2. O Olhar e o Olhado em They Live (II)
A analogia com a metáfora oftalmológica é incontornável, uma vez que Carpenter atribui aos óculos fumados uma simbologia decisiva, que constitui uma espécie de reinterpretação mordaz dos pressupostos da teoria crítica frankfurtiana.
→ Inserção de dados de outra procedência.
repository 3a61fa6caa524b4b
use time::OffsetDateTime;
use uuid::Uuid;

use crate::domain::entities::{CommentRecord, FollowRecord, GroupRecord, PostRecord, UserRecord};

#[derive(sqlx::FromRow)]
pub(crate) struct UserRow {
    pub(crate) id: Uuid,
    pub(crate) username: String,
    pub(crate) created_at: OffsetDateTime,
}

impl From<UserRow> for UserRecord {
    fn from(row: UserRow) -> Self {
        Self {
            id: row.id,
            username: row.username,
            created_at: row.created_at,
        }
    }
}

#[derive(sqlx::FromRow)]
pub(crate) struct GroupRow {
    pub(crate) id: Uuid,
    pub(crate) title: String,
    pub(crate) slug: String,
    pub(crate) description: String,
    pub(crate) created_at: OffsetDateTime,
}

impl From<GroupRow> for GroupRecord {
    fn from(row: GroupRow) -> Self {
        Self {
            id: row.id,
            title: row.title,
            slug: row.slug,
            description: row.description,
            created_at: row.created_at,
        }
    }
}

#[derive(sqlx::FromRow)]
pub(crate) struct PostRow {
    pub(crate) id: Uuid,
    pub(crate) text: String,
    pub(crate) author_id: Uuid,
    pub(crate) author_username: String,
    pub(crate) group_id: Option<Uuid>,
    pub(crate) group_title: Option<String>,
    pub(crate) group_slug: Option<String>,
    pub(crate) image_path: Option<String>,
    pub(crate) created_at: OffsetDateTime,
}

impl From<PostRow> for PostRecord {
    fn from(row: PostRow) -> Self {
        Self {
            id: row.id,
            text: row.text,
            author_id: row.author_id,
            author_username: row.author_username,
            group_id: row.group_id,
            group_title: row.group_title,
            group_slug: row.group_slug,
            image_path: row.image_path,
            created_at: row.created_at,
        }
    }
}

#[derive(sqlx::FromRow)]
pub(crate) struct CommentRow {
    pub(crate) id: Uuid,
    pub(crate) post_id: Uuid,
    pub(crate) author_id: Uuid,
    pub(crate) author_username: String,
    pub(crate) text: String,
    pub(crate) created_at: OffsetDateTime,
}

impl From<CommentRow> for CommentRecord {
    fn from(row: CommentRow) -> Self {
        Self {
            id: row.id,
            post_id: row.post_id,
            author_id: row.author_id,
            author_username: row.author_username,
            text: row.text,
            created_at: row.created_at,
        }
    }
}

#[derive(sqlx::FromRow)]
pub(crate) struct FollowRow {
    pub(crate) id: Uuid,
    pub(crate) user_id: Uuid,
    pub(crate) author_id: Uuid,
    pub(crate) created_at: OffsetDateTime,
}

impl From<FollowRow> for FollowRecord {
    fn from(row: FollowRow) -> Self {
        Self {
            id: row.id,
            user_id: row.user_id,
            author_id: row.author_id,
            created_at: row.created_at,
        }
    }
}
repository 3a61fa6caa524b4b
pub mod db;
pub mod error;
pub mod http;
pub mod telemetry;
Todavia, os ditos óculos, ao invés de enfraquecerem a percepção do real, pelo contrário, levam Nada a ver para lá da realidade postiça que, pelos olhos, se lhe impunha.
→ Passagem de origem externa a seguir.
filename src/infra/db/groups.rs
use async_trait::async_trait;
use uuid::Uuid;

use crate::application::repos::{GroupsRepo, RepoError};
use crate::domain::entities::GroupRecord;

use super::PostgresRepositories;
use super::types::GroupRow;
use super::util::map_sqlx_error;

#[async_trait]
impl GroupsRepo for PostgresRepositories {
    async fn get_group_by_slug(&self, slug: &str) -> Result<Option<GroupRecord>, RepoError> {
        let row = sqlx::query_as::<_, GroupRow>(
            "SELECT id, title, slug, description, created_at FROM groups WHERE slug = $1",
        )
        .bind(slug)
        .fetch_optional(self.pool())
        .await
        .map_err(map_sqlx_error)?;

        Ok(row.map(GroupRecord::from))
    }

    async fn get_group_by_id(&self, id: Uuid) -> Result<Option<GroupRecord>, RepoError> {
        let row = sqlx::query_as::<_, GroupRow>(
            "SELECT id, title, slug, description, created_at FROM groups WHERE id = $1",
        )
        .bind(id)
        .fetch_optional(self.pool())
        .await
        .map_err(map_sqlx_error)?;

        Ok(row.map(GroupRecord::from))
    }

    async fn list_groups(&self) -> Result<Vec<GroupRecord>, RepoError> {
        let rows = sqlx::query_as::<_, GroupRow>(
            "SELECT id, title, slug, description, created_at FROM groups ORDER BY title",
        )
        .fetch_all(self.pool())
        .await
        .map_err(map_sqlx_error)?;

        Ok(rows.into_iter().map(GroupRecord::from).collect())
    }
}
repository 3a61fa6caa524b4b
pub mod views;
Apesar de não reiterar a ideia de Adorno, que pedia à humanidade que arregalasse os olhos para “ver melhor”, Carpenter também se distancia da perspectiva Buñueliana, que é a perspectiva do surrealismo, segundo a qual a longa viagem em direcção à verdade se faz no interior profundo da psique humana e o olho, esse feixe de luz permanentemente exposto às infiltrações da realidade exterior, deveria sofrer o corte com a envolvência opressiva.
A visão turva de Nada foi suficiente para que este rompesse a grossa membrana que o separava do “mundo a nu” – já dizia Christian Metz (1981: 99) que ““Ver” não é já enviar qualquer coisa, mas surpreender qualquer coisa”. Esse casulo ultra-mediatizado, que segrega convulsivamente as demandas do sistema, tem no olhar virgem do Homem a sua principal fonte de combustão, sendo-lhe continuamente irrigadas sugestões e ordens, sob a forma de anúncios, noticiários televisionados, filmes, etc.: o cérebro é assoberbado de imagens redundantes, que reificam uma certa ideia de servilismo, ou de “zombificação”, face à ordem instituída. Carpenter desperta o torpor e mune Nada desses óculos iluminantes, que mais não são do que uma forma de o fazer ver menos para ver mais fundo.
O ataque aos mass media não seria tão desconcertante se Carpenter não recorresse, ele mesmo, a esse meio de comunicação de massa que é o cinema ou, em sentido mais lato, a designada “instituição cinematográfica” (Metz, 1981: 13). De facto, o cinema é “mais rico que a linguagem das palavras” (Morin, 1997: 215), (...) que suplanta o mais variado tipo de barreiras culturais e cognitivas, e que melhor penetra a psique humana.
Como diz Morin (1997: 229), “As salas são autênticos laboratórios mentais onde, a partir de um feixe luminoso, se concretiza um psiquismo colectivo”. Não é, por isso, de estranhar que, na aurora do cinema, se encontrem alguns dos maiores nomes do cinema dito panfletário. Um dos mais aclamados propagandistas desse período seminal é Sergei M. Eisenstein, realizador que manteve uma estreita colaboração com Estaline, durante mais de 30 anos. A ele foi justamente atribuído o epíteto de “pai da montagem”, mas que, no início de carreira, se propôs realizar a espantosa tarefa de “transformar o cinema e, simultaneamente, transformar o espectador” (Geada, 1985: 35).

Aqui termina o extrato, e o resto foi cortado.